Exercise aim
Every line of the records that holds the word "names" should be copied out.

Data items
▽
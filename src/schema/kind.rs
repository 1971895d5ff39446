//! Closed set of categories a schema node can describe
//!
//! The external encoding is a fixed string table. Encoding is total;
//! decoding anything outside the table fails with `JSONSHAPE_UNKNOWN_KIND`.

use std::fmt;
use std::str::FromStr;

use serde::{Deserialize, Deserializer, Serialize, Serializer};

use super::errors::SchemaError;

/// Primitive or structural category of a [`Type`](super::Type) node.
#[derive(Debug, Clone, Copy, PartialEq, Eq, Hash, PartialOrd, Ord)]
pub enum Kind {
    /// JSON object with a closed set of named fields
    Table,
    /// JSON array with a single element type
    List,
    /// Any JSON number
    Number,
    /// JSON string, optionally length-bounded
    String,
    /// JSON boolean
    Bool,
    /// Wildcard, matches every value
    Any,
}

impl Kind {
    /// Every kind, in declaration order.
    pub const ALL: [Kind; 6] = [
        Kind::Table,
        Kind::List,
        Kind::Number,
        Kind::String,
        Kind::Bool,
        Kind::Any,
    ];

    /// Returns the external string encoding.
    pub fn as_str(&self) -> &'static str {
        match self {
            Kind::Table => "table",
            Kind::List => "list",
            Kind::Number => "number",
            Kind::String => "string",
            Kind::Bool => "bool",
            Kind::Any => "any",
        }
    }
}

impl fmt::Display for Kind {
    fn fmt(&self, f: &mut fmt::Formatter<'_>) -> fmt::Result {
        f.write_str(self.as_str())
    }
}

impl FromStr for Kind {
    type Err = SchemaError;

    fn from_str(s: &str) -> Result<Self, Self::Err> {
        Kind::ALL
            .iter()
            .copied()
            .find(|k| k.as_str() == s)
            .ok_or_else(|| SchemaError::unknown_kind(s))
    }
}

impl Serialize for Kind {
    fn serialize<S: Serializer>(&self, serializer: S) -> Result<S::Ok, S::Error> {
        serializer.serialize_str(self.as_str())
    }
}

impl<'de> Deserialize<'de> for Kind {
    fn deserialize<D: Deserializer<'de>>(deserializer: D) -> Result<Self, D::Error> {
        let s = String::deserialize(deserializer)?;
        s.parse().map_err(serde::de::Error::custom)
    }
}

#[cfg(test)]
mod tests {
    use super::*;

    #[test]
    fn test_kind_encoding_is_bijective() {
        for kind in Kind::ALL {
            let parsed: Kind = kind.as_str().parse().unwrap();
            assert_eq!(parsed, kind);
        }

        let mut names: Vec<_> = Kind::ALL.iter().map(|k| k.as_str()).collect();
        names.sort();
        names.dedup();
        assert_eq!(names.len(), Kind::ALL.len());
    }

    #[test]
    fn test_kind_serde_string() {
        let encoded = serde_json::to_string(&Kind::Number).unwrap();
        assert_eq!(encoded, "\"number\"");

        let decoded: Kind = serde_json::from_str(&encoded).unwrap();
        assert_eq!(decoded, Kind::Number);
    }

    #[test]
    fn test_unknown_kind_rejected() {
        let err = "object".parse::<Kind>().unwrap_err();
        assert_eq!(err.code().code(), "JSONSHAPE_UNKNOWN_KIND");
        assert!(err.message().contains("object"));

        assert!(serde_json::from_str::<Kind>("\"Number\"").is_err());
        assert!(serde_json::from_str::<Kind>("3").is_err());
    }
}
△
Task answer
        let mut names: Vec<_> = Kind::ALL.iter().map(|k| k.as_str()).collect();
        names.sort();
        names.dedup();
        assert_eq!(names.len(), Kind::ALL.len());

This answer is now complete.